4/11/24

I jumped into Stendhal’s “L’Amour” with the assumption that I understood completely where this guy was coming from — but this chapter makes me think that maybe I don’t, and that’s why I’m struggling with it. Maybe my growing distance from him and the world of love stories in general comes from not experiencing romance the way most others do.

This isn’t to say that the way I experience romance is so removed from the world that I can’t relate to anyone’s discussion of it. Some of my favorite movies of all time are love stories. They all just happen to be bittersweet — films like Hiroshima Mon Amour, In The Mood for Love, The Umbrellas of Cherbourg, Annie Hall and Eternal Sunshine of the Spotless Mind. I guess you can describe my favorite movies as all being “unhappily ever attached” instead of “happily ever after.”

Stendhal returns to some of his rhetoric in the introduction and notes that most people won’t understand or like what he has to say:

Many people will disagree with what I have to say now, but I shall confine myself to addressing those who have been, shall I say, unhappy enough to love passionately for many years, unrequitedly and against hopeless odds.

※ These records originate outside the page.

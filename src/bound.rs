//! Difference bounds: the scalar entries of a DBM.
//!
//! A [`Bound`] packs a comparator (`<` or `≤`) together with an integer (or
//! infinite) right-hand side into a single `i64`, the way a systems rewrite
//! of a DBM kernel wants its matrix entries to be `Copy` and cheap to add
//! and compare. The encoding follows the usual DBM convention: the strict/
//! non-strict bit lives in the low bit, the magnitude in the rest, and `+∞`
//! is a dedicated sentinel rather than `i64::MAX` so that `is_infinity` is a
//! single comparison.

use std::cmp::Ordering;
use std::fmt;
use std::ops::Add;

/// A comparator attached to a difference bound: `<` (strict) or `≤` (non-strict).
#[derive(Debug, Clone, Copy, PartialEq, Eq, Hash)]
pub enum Cmp {
    Lt,
    Le,
}

impl Cmp {
    /// The dual comparator, used by [`Bound::neg`].
    pub fn dual(self) -> Cmp {
        match self {
            Cmp::Lt => Cmp::Le,
            Cmp::Le => Cmp::Lt,
        }
    }
}

/// A difference bound `(cmp, k)` denoting the constraint `x_i - x_j <cmp> k`.
///
/// Two bounds compare lexicographically on `(k, strictness)`: `(<,k) < (≤,k)
/// < (<,k+1)`, matching the order a DBM needs to decide which of two
/// constraints on the same pair is tighter.
#[derive(Debug, Clone, Copy, Eq)]
pub struct Bound {
    cmp: Cmp,
    k: i32,
    infinite: bool,
}

/// `x_i - x_j ≤ 0`: the diagonal value and the universal lower-bound value.
pub const LE_ZERO: Bound = Bound { cmp: Cmp::Le, k: 0, infinite: false };

/// `x_i - x_j < +∞`: the universal (unconstrained) value.
pub const LT_INFINITY: Bound = Bound { cmp: Cmp::Lt, k: 0, infinite: true };

/// Raised when a [`Bound`] addition would overflow `i32`.
#[derive(Debug, Clone, Copy, PartialEq, Eq)]
pub struct Overflow;

impl fmt::Display for Overflow {
    fn fmt(&self, f: &mut fmt::Formatter<'_>) -> fmt::Result {
        write!(f, "overflow in difference-bound arithmetic")
    }
}

impl std::error::Error for Overflow {}

impl Bound {
    /// A finite bound `x_i - x_j <cmp> k`.
    pub fn finite(cmp: Cmp, k: i32) -> Bound {
        Bound { cmp, k, infinite: false }
    }

    pub fn is_infinity(self) -> bool {
        self.infinite
    }

    pub fn cmp_kind(self) -> Cmp {
        self.cmp
    }

    /// The finite magnitude `k`. Meaningless (and not called) on `LT_INFINITY`.
    pub fn value(self) -> i32 {
        debug_assert!(!self.infinite, "value() called on an infinite bound");
        self.k
    }

    /// `neg(c,k) = (dual(c), -k)`; `neg(LT_INFINITY)` is not meaningful and panics.
    pub fn neg(self) -> Bound {
        assert!(!self.infinite, "cannot negate +infinity");
        Bound { cmp: self.cmp.dual(), k: -self.k, infinite: false }
    }

    /// `(c1,k1) + (c2,k2) = (min(c1,c2), k1+k2)`, `∞` absorbing.
    ///
    /// Surfaces [`Overflow`] rather than silently wrapping, per the spec's
    /// numeric-semantics contract: all DBM arithmetic is 32-bit signed and
    /// overflow is a recoverable condition the caller must see.
    pub fn checked_add(self, other: Bound) -> Result<Bound, Overflow> {
        if self.infinite || other.infinite {
            return Ok(LT_INFINITY);
        }
        let cmp = if matches!(self.cmp, Cmp::Lt) || matches!(other.cmp, Cmp::Lt) {
            Cmp::Lt
        } else {
            Cmp::Le
        };
        let k = self.k.checked_add(other.k).ok_or(Overflow)?;
        Ok(Bound { cmp, k, infinite: false })
    }
}

impl Add for Bound {
    type Output = Bound;
    /// Panicking convenience wrapper over [`Bound::checked_add`]; used where
    /// the caller has already bounded its operands and overflow would be a
    /// programming error rather than a user-triggerable one (e.g. combining
    /// two zero-spread bounds during construction of a sentinel matrix).
    fn add(self, rhs: Bound) -> Bound {
        self.checked_add(rhs).expect("difference-bound addition overflowed")
    }
}

impl PartialEq for Bound {
    fn eq(&self, other: &Self) -> bool {
        self.cmp(other) == Ordering::Equal
    }
}

impl PartialOrd for Bound {
    fn partial_cmp(&self, other: &Self) -> Option<Ordering> {
        Some(self.cmp(other))
    }
}

impl Ord for Bound {
    fn cmp(&self, other: &Self) -> Ordering {
        match (self.infinite, other.infinite) {
            (true, true) => Ordering::Equal,
            (true, false) => Ordering::Greater,
            (false, true) => Ordering::Less,
            (false, false) => self
                .k
                .cmp(&other.k)
                .then_with(|| match (self.cmp, other.cmp) {
                    (Cmp::Lt, Cmp::Le) => Ordering::Less,
                    (Cmp::Le, Cmp::Lt) => Ordering::Greater,
                    _ => Ordering::Equal,
                }),
        }
    }
}

impl fmt::Display for Bound {
    fn fmt(&self, f: &mut fmt::Formatter<'_>) -> fmt::Result {
        if self.infinite {
            write!(f, "<inf")
        } else {
            match self.cmp {
                Cmp::Lt => write!(f, "<{}", self.k),
                Cmp::Le => write!(f, "<={}", self.k),
            }
        }
    }
}

#[cfg(test)]
mod tests {
    use super::*;

    #[test]
    fn ordering_is_lexicographic() {
        let lt5 = Bound::finite(Cmp::Lt, 5);
        let le5 = Bound::finite(Cmp::Le, 5);
        let lt6 = Bound::finite(Cmp::Lt, 6);
        assert!(lt5 < le5);
        assert!(le5 < lt6);
        assert!(le5 < LT_INFINITY);
    }

    #[test]
    fn addition_absorbs_infinity() {
        assert_eq!(LT_INFINITY.checked_add(LE_ZERO).unwrap(), LT_INFINITY);
        assert_eq!(LE_ZERO.checked_add(LT_INFINITY).unwrap(), LT_INFINITY);
    }

    #[test]
    fn addition_takes_weaker_comparator() {
        let a = Bound::finite(Cmp::Le, 3);
        let b = Bound::finite(Cmp::Lt, 2);
        let sum = a.checked_add(b).unwrap();
        assert_eq!(sum.cmp_kind(), Cmp::Lt);
        assert_eq!(sum.value(), 5);
    }

    #[test]
    fn addition_overflows() {
        let a = Bound::finite(Cmp::Le, i32::MAX);
        let b = Bound::finite(Cmp::Le, 1);
        assert_eq!(a.checked_add(b), Err(Overflow));
    }

    #[test]
    fn negation() {
        let b = Bound::finite(Cmp::Lt, 3);
        let n = b.neg();
        assert_eq!(n.cmp_kind(), Cmp::Le);
        assert_eq!(n.value(), -3);
    }
}
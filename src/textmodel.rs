//! A tiny internal text format for describing a [`crate::model::System`] —
//! enough to express the mutual-exclusion scenarios the core's test suite
//! exercises (spec §6), not a stand-in for the textual modelling language
//! itself, which stays out of scope.
//!
//! Grammar (line-oriented; `#` starts a comment; blank lines ignored):
//!
//! ```text
//! clocks <n>
//! intvar <name> <min> <max> <init>
//! process <name>
//!   loc <name> [initial] [urgent] [committed] [final] [label=a,b]
//!   edge <src-loc> <tgt-loc> [guard=<expr>] [reset=x1:0,x2:1] [assign=name:=1] [sync=name]
//! endprocess
//! ```
//!
//! Clocks are unnamed (spec §6: "clocks declared with `(size)`") and
//! referenced positionally as `x1..xn`; integer variables are named.
//! Guard expressions are a `&`-separated conjunction of atoms, each either
//! a clock comparison (`x1>=5`, `x1-x2<=3`) or an integer comparison
//! (`id==0`); `true` denotes the empty conjunction.

use std::collections::HashMap;

use crate::bound::Cmp;
use crate::dbm::Reset;
use crate::model::{ClockGuard, Edge, IntExpr, IntGuard, IntVarDecl, Location, Process, RelOp, Stmt, System};

#[derive(Debug)]
pub struct ParseError(pub String);

impl std::fmt::Display for ParseError {
    fn fmt(&self, f: &mut std::fmt::Formatter<'_>) -> std::fmt::Result {
        write!(f, "model parse error: {}", self.0)
    }
}

impl std::error::Error for ParseError {}

struct ProcessBuilder {
    name: String,
    locations: Vec<Location>,
    edges: Vec<Edge>,
    loc_index: HashMap<String, usize>,
}

pub fn parse(text: &str) -> Result<System, ParseError> {
    let mut n_clocks = 0usize;
    let mut int_names: Vec<String> = Vec::new();
    let mut int_vars: Vec<IntVarDecl> = Vec::new();
    let mut processes: Vec<Process> = Vec::new();
    let mut current: Option<ProcessBuilder> = None;

    for raw_line in text.lines() {
        let line = raw_line.split('#').next().unwrap_or("").trim();
        if line.is_empty() {
            continue;
        }
        let mut parts = line.splitn(2, |c: char| c.is_whitespace());
        let kw = parts.next().unwrap_or("");
        let rest = parts.next().unwrap_or("").trim();

        match kw {
            "clocks" => {
                n_clocks = rest.parse().map_err(|_| ParseError(format!("bad clock count {rest:?}")))?;
            }
            "intvar" => {
                let fields: Vec<&str> = rest.split_whitespace().collect();
                let [name, min, max, init]: [&str; 4] =
                    fields.as_slice().try_into().map_err(|_| ParseError(format!("malformed intvar line {rest:?}")))?;
                int_names.push(name.to_string());
                int_vars.push(IntVarDecl {
                    min: min.parse().map_err(|_| ParseError(format!("bad min in {rest:?}")))?,
                    max: max.parse().map_err(|_| ParseError(format!("bad max in {rest:?}")))?,
                    initial: init.parse().map_err(|_| ParseError(format!("bad init in {rest:?}")))?,
                });
            }
            "process" => {
                if current.is_some() {
                    return Err(ParseError("nested process declaration".into()));
                }
                current = Some(ProcessBuilder { name: rest.to_string(), locations: Vec::new(), edges: Vec::new(), loc_index: HashMap::new() });
            }
            "loc" => {
                let builder = current.as_mut().ok_or_else(|| ParseError("loc outside process".into()))?;
                let mut tokens = rest.split_whitespace();
                let name = tokens.next().ok_or_else(|| ParseError("loc needs a name".into()))?;
                let mut location = Location { name: name.to_string(), ..Default::default() };
                for tok in tokens {
                    match tok {
                        "initial" => location.initial = true,
                        "urgent" => location.urgent = true,
                        "committed" => location.committed = true,
                        "final" => location.is_final = true,
                        _ if tok.starts_with("label=") => {
                            for l in tok["label=".len()..].split(',') {
                                location.labels.insert(l.to_string());
                            }
                        }
                        _ => return Err(ParseError(format!("unknown location flag {tok:?}"))),
                    }
                }
                builder.loc_index.insert(name.to_string(), builder.locations.len());
                builder.locations.push(location);
            }
            "edge" => {
                let builder = current.as_mut().ok_or_else(|| ParseError("edge outside process".into()))?;
                let mut tokens = rest.split_whitespace();
                let src = tokens.next().ok_or_else(|| ParseError("edge needs a source".into()))?;
                let tgt = tokens.next().ok_or_else(|| ParseError("edge needs a target".into()))?;
                let src_idx = *builder.loc_index.get(src).ok_or_else(|| ParseError(format!("unknown location {src:?}")))?;
                let tgt_idx = *builder.loc_index.get(tgt).ok_or_else(|| ParseError(format!("unknown location {tgt:?}")))?;

                let mut guard_clocks = ClockGuard::True;
                let mut guard_ints = IntGuard::True;
                let mut resets = Vec::new();
                let mut stmt = Stmt::Nop;
                let mut sync = None;
                for tok in tokens {
                    if let Some(expr) = tok.strip_prefix("guard=") {
                        let (c, i) = parse_guard(expr, &int_names)?;
                        guard_clocks = c;
                        guard_ints = i;
                    } else if let Some(expr) = tok.strip_prefix("reset=") {
                        resets = parse_resets(expr)?;
                    } else if let Some(expr) = tok.strip_prefix("assign=") {
                        stmt = parse_assign(expr, &int_names)?;
                    } else if let Some(name) = tok.strip_prefix("sync=") {
                        sync = Some(name.to_string());
                    } else {
                        return Err(ParseError(format!("unknown edge attribute {tok:?}")));
                    }
                }
                builder.edges.push(Edge { src: src_idx, tgt: tgt_idx, guard_clocks, guard_ints, stmt, resets, sync });
            }
            "endprocess" => {
                let builder = current.take().ok_or_else(|| ParseError("endprocess without process".into()))?;
                processes.push(Process { name: builder.name, locations: builder.locations, edges: builder.edges });
            }
            _ => return Err(ParseError(format!("unknown directive {kw:?}"))),
        }
    }

    if current.is_some() {
        return Err(ParseError("missing endprocess at end of input".into()));
    }
    Ok(System { processes, n_clocks, int_vars })
}

fn clock_index(token: &str) -> Option<usize> {
    token.trim().strip_prefix('x').and_then(|n| n.parse().ok())
}

fn looks_like_clock_atom(lhs: &str) -> bool {
    lhs.split('-').all(|t| t.trim().starts_with('x'))
}

const RELOPS: [&str; 6] = [">=", "<=", "==", "!=", ">", "<"];

fn split_relop(atom: &str) -> Option<(&str, &str, &str)> {
    for op in RELOPS {
        if let Some(pos) = atom.find(op) {
            return Some((atom[..pos].trim(), op, atom[pos + op.len()..].trim()));
        }
    }
    None
}

fn diff_constraint(i: usize, j: usize, op: &str, k: i32) -> Result<ClockGuard, ParseError> {
    match op {
        "<=" => Ok(ClockGuard::Diff { i, j, cmp: Cmp::Le, bound: k }),
        "<" => Ok(ClockGuard::Diff { i, j, cmp: Cmp::Lt, bound: k }),
        ">=" => Ok(ClockGuard::Diff { i: j, j: i, cmp: Cmp::Le, bound: -k }),
        ">" => Ok(ClockGuard::Diff { i: j, j: i, cmp: Cmp::Lt, bound: -k }),
        "==" => Ok(ClockGuard::And(vec![
            ClockGuard::Diff { i, j, cmp: Cmp::Le, bound: k },
            ClockGuard::Diff { i: j, j: i, cmp: Cmp::Le, bound: -k },
        ])),
        _ => Err(ParseError(format!("unsupported clock operator {op:?}"))),
    }
}

fn parse_clock_atom(atom: &str) -> Result<Option<ClockGuard>, ParseError> {
    let Some((lhs, op, rhs)) = split_relop(atom) else {
        return Ok(None);
    };
    if !looks_like_clock_atom(lhs) {
        return Ok(None);
    }
    let k: i32 = rhs.parse().map_err(|_| ParseError(format!("bad bound in {atom:?}")))?;
    if let Some((l, r)) = lhs.split_once('-') {
        let i = clock_index(l).ok_or_else(|| ParseError(format!("bad clock in {atom:?}")))?;
        let j = clock_index(r).ok_or_else(|| ParseError(format!("bad clock in {atom:?}")))?;
        diff_constraint(i, j, op, k).map(Some)
    } else {
        let clock = clock_index(lhs).ok_or_else(|| ParseError(format!("bad clock in {atom:?}")))?;
        diff_constraint(clock, 0, op, k).map(Some)
    }
}

fn parse_int_expr(token: &str, int_names: &[String]) -> Result<IntExpr, ParseError> {
    if let Ok(c) = token.parse::<i32>() {
        return Ok(IntExpr::Const(c));
    }
    int_names.iter().position(|n| n == token).map(IntExpr::Var).ok_or_else(|| ParseError(format!("unknown int variable {token:?}")))
}

fn parse_int_atom(atom: &str, int_names: &[String]) -> Result<IntGuard, ParseError> {
    let (lhs, op, rhs) = split_relop(atom).ok_or_else(|| ParseError(format!("not a comparison: {atom:?}")))?;
    let a = parse_int_expr(lhs, int_names)?;
    let b = parse_int_expr(rhs, int_names)?;
    let relop = match op {
        "==" => RelOp::Eq,
        "!=" => RelOp::Ne,
        "<" => RelOp::Lt,
        "<=" => RelOp::Le,
        ">" => RelOp::Gt,
        ">=" => RelOp::Ge,
        _ => return Err(ParseError(format!("unsupported operator {op:?}"))),
    };
    Ok(IntGuard::Rel(a, relop, b))
}

fn parse_guard(expr: &str, int_names: &[String]) -> Result<(ClockGuard, IntGuard), ParseError> {
    if expr == "true" {
        return Ok((ClockGuard::True, IntGuard::True));
    }
    let mut clock_atoms = Vec::new();
    let mut int_atoms = Vec::new();
    for atom in expr.split('&') {
        let atom = atom.trim();
        if let Some(c) = parse_clock_atom(atom)? {
            clock_atoms.push(c);
        } else {
            int_atoms.push(parse_int_atom(atom, int_names)?);
        }
    }
    let clocks = if clock_atoms.is_empty() { ClockGuard::True } else { ClockGuard::And(clock_atoms) };
    let ints = if int_atoms.is_empty() { IntGuard::True } else { IntGuard::And(int_atoms) };
    Ok((clocks, ints))
}

fn parse_resets(expr: &str) -> Result<Vec<Reset>, ParseError> {
    expr.split(',')
        .map(|part| {
            let (clock, k) = part.split_once(':').ok_or_else(|| ParseError(format!("bad reset {part:?}")))?;
            let x = clock_index(clock).ok_or_else(|| ParseError(format!("bad clock in reset {part:?}")))?;
            let k: i32 = k.trim().parse().map_err(|_| ParseError(format!("bad reset value {part:?}")))?;
            Ok(Reset::to_constant(x, k))
        })
        .collect()
}

fn parse_assign(expr: &str, int_names: &[String]) -> Result<Stmt, ParseError> {
    let (name, rhs) = expr.split_once(":=").ok_or_else(|| ParseError(format!("bad assignment {expr:?}")))?;
    let idx = int_names.iter().position(|n| n == name.trim()).ok_or_else(|| ParseError(format!("unknown int variable {name:?}")))?;
    let value = parse_int_expr(rhs.trim(), int_names)?;
    Ok(Stmt::Assign(idx, value))
}

#[cfg(test)]
mod tests {
    use super::*;

    const S1: &str = "
        clocks 1
        process P1
          loc idle initial
          loc wait
          loc crit final label=crit1
          edge idle wait reset=x1:0 sync=enter
          edge wait crit guard=x1>=5 sync=enter
          edge crit idle sync=leave
        endprocess
        process P2
          loc idle initial
          loc wait
          loc crit final label=crit2
          edge idle wait reset=x1:0 sync=enter
          edge wait crit guard=x1>=5 sync=enter
          edge crit idle sync=leave
        endprocess
    ";

    #[test]
    fn parses_two_process_mutex_model() {
        let system = parse(S1).unwrap();
        assert_eq!(system.n_clocks, 1);
        assert_eq!(system.processes.len(), 2);
        assert_eq!(system.processes[0].locations.len(), 3);
        assert_eq!(system.processes[0].edges.len(), 3);
        assert!(system.processes[0].locations[2].labels.contains("crit1"));
    }

    #[test]
    fn rejects_unknown_location_reference() {
        let bad = "clocks 1\nprocess P\nloc a initial\nedge a b\nendprocess\n";
        assert!(parse(bad).is_err());
    }

    #[test]
    fn fischer_int_guard_parses() {
        let text = "
            clocks 1
            intvar id 0 3 0
            process P
              loc a initial
              loc req
              edge a req guard=id==0 reset=x1:0
            endprocess
        ";
        let system = parse(text).unwrap();
        assert_eq!(system.int_vars.len(), 1);
        assert!(matches!(system.processes[0].edges[0].guard_ints, IntGuard::Rel(IntExpr::Var(0), RelOp::Eq, IntExpr::Const(0))));
    }
}
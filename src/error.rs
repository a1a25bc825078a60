//! Error types for the parts of the crate that return `Result` rather than
//! a typed [`crate::ta::Status`] — model-construction failures, I/O during
//! output, and the umbrella error `main` reports with an exit code. Mirrors
//! the teacher's `export::ExportError` style: a small enum wrapping the
//! underlying cause, with `source()` delegating to it.

use std::fmt;

/// Ways a [`crate::model::System`] built by a caller can fail to be a valid
/// input to [`crate::ta::Ta`]. The textual parser that would normally
/// produce these is out of scope (spec §1); this is the contract an
/// in-memory builder must satisfy.
#[derive(Debug)]
pub enum ModelError {
    /// A process declares no initial location.
    NoInitialLocation { process: String },
    /// An edge references a location index out of range for its process.
    DanglingEdge { process: String, edge: usize },
    /// A declared integer variable's initial value falls outside its own
    /// `[min, max]` range.
    IntVarOutOfRange { index: usize, value: i32, min: i32, max: i32 },
    /// The CLI's internal text format failed to parse.
    Parse(String),
}

impl fmt::Display for ModelError {
    fn fmt(&self, f: &mut fmt::Formatter<'_>) -> fmt::Result {
        match self {
            ModelError::NoInitialLocation { process } => write!(f, "process {process} declares no initial location"),
            ModelError::DanglingEdge { process, edge } => write!(f, "process {process} edge {edge} references an unknown location"),
            ModelError::IntVarOutOfRange { index, value, min, max } => {
                write!(f, "integer variable {index} initial value {value} is outside [{min}, {max}]")
            }
            ModelError::Parse(msg) => write!(f, "{msg}"),
        }
    }
}

impl std::error::Error for ModelError {}

/// The umbrella error surfaced by the `reach`/`concur19` binary (spec §6):
/// a model error, a DBM overflow, or an I/O failure while reading the model
/// or writing output.
#[derive(Debug)]
pub enum CoreError {
    Model(ModelError),
    Overflow(crate::bound::Overflow),
    Io(std::io::Error),
    /// The search was cancelled via [`Cancellation`] before completing.
    Cancelled,
}

impl fmt::Display for CoreError {
    fn fmt(&self, f: &mut fmt::Formatter<'_>) -> fmt::Result {
        match self {
            CoreError::Model(e) => write!(f, "model error: {e}"),
            CoreError::Overflow(_) => write!(f, "clock bound overflow"),
            CoreError::Io(e) => write!(f, "I/O error: {e}"),
            CoreError::Cancelled => write!(f, "search was cancelled"),
        }
    }
}

impl std::error::Error for CoreError {
    fn source(&self) -> Option<&(dyn std::error::Error + 'static)> {
        match self {
            CoreError::Model(e) => Some(e),
            CoreError::Overflow(e) => Some(e),
            CoreError::Io(e) => Some(e),
            CoreError::Cancelled => None,
        }
    }
}

impl From<ModelError> for CoreError {
    fn from(e: ModelError) -> Self {
        CoreError::Model(e)
    }
}

impl From<crate::bound::Overflow> for CoreError {
    fn from(e: crate::bound::Overflow) -> Self {
        CoreError::Overflow(e)
    }
}

impl From<std::io::Error> for CoreError {
    fn from(e: std::io::Error) -> Self {
        CoreError::Io(e)
    }
}

/// A cooperative cancellation flag threaded through [`crate::covreach`]'s
/// work-list loop, checked between work-list pops so a long search can be
/// interrupted (e.g. by a CLI timeout) without tearing down mid-step.
#[derive(Clone, Default)]
pub struct Cancellation(std::sync::Arc<std::sync::atomic::AtomicBool>);

impl Cancellation {
    pub fn new() -> Self {
        Cancellation(std::sync::Arc::new(std::sync::atomic::AtomicBool::new(false)))
    }

    pub fn cancel(&self) {
        self.0.store(true, std::sync::atomic::Ordering::Release);
    }

    pub fn is_cancelled(&self) -> bool {
        self.0.load(std::sync::atomic::Ordering::Acquire)
    }
}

I know that he’s trying to describe the kinds of intense feelings he has experienced and perhaps provide some emotional cover for others who’ve been through this and might feel misunderstood as a result. But I have to be honest, I have not experienced love this way:

‘The sight of anything extremely beautiful, in Nature or the arts, makes you think instantly of your beloved. This is because, on the principle of the bejewelled bough in the Salzburg mine, everything sublime and beautiful becomes a part of your beloved’s beauty and the unexpected reminder of happiness fills your eyes with tears on the instant. In this way a love of the beautiful, and love itself, inspire each other.

Everything sublime and beautiful in the world is transferred to this one person? I’ve experienced some intense feelings, but nothing as insane as this. Stendhal then goes on to describe how its impossible to remember the happiness created by seeing or speaking to the beloved. That doesn’t ring true to me either.

Maybe I really haven’t experienced Stendhal’s version of love or limerence. I’ve had this question about my experiences before. Often the people who experience limerence barely even know the object of their affections. That would never happen for me. In fact, it takes a great deal of time for feelings to take root in me. I can find someone beautiful without being deeply affected. My feelings are driven far more by seeing the depths of a woman, by understanding her as a flawed (and therefore interesting) human being.

Or, in other words, I’m kind of an anti-crystalist. I don’t want to idealize someone. My romantic mind aims to tear down the illusions and delusions. I don’t know if this makes me any more right than Stendhal, it just makes it harder for me to relate to him.

He applies a similar approach to literature, which I find equally odd. He calls the chief function of a novel to be inducing reverie. To me, that’s the sign of a poor novel, that it does such a weak job of keeping my attention that I’m off in my own daydream and not focusing on the text.

He closes by noting that poets and others with lively artistic imaginations need to stay away from most people because they take them out of their reveries and back into irritating reality. On this, I can see his point.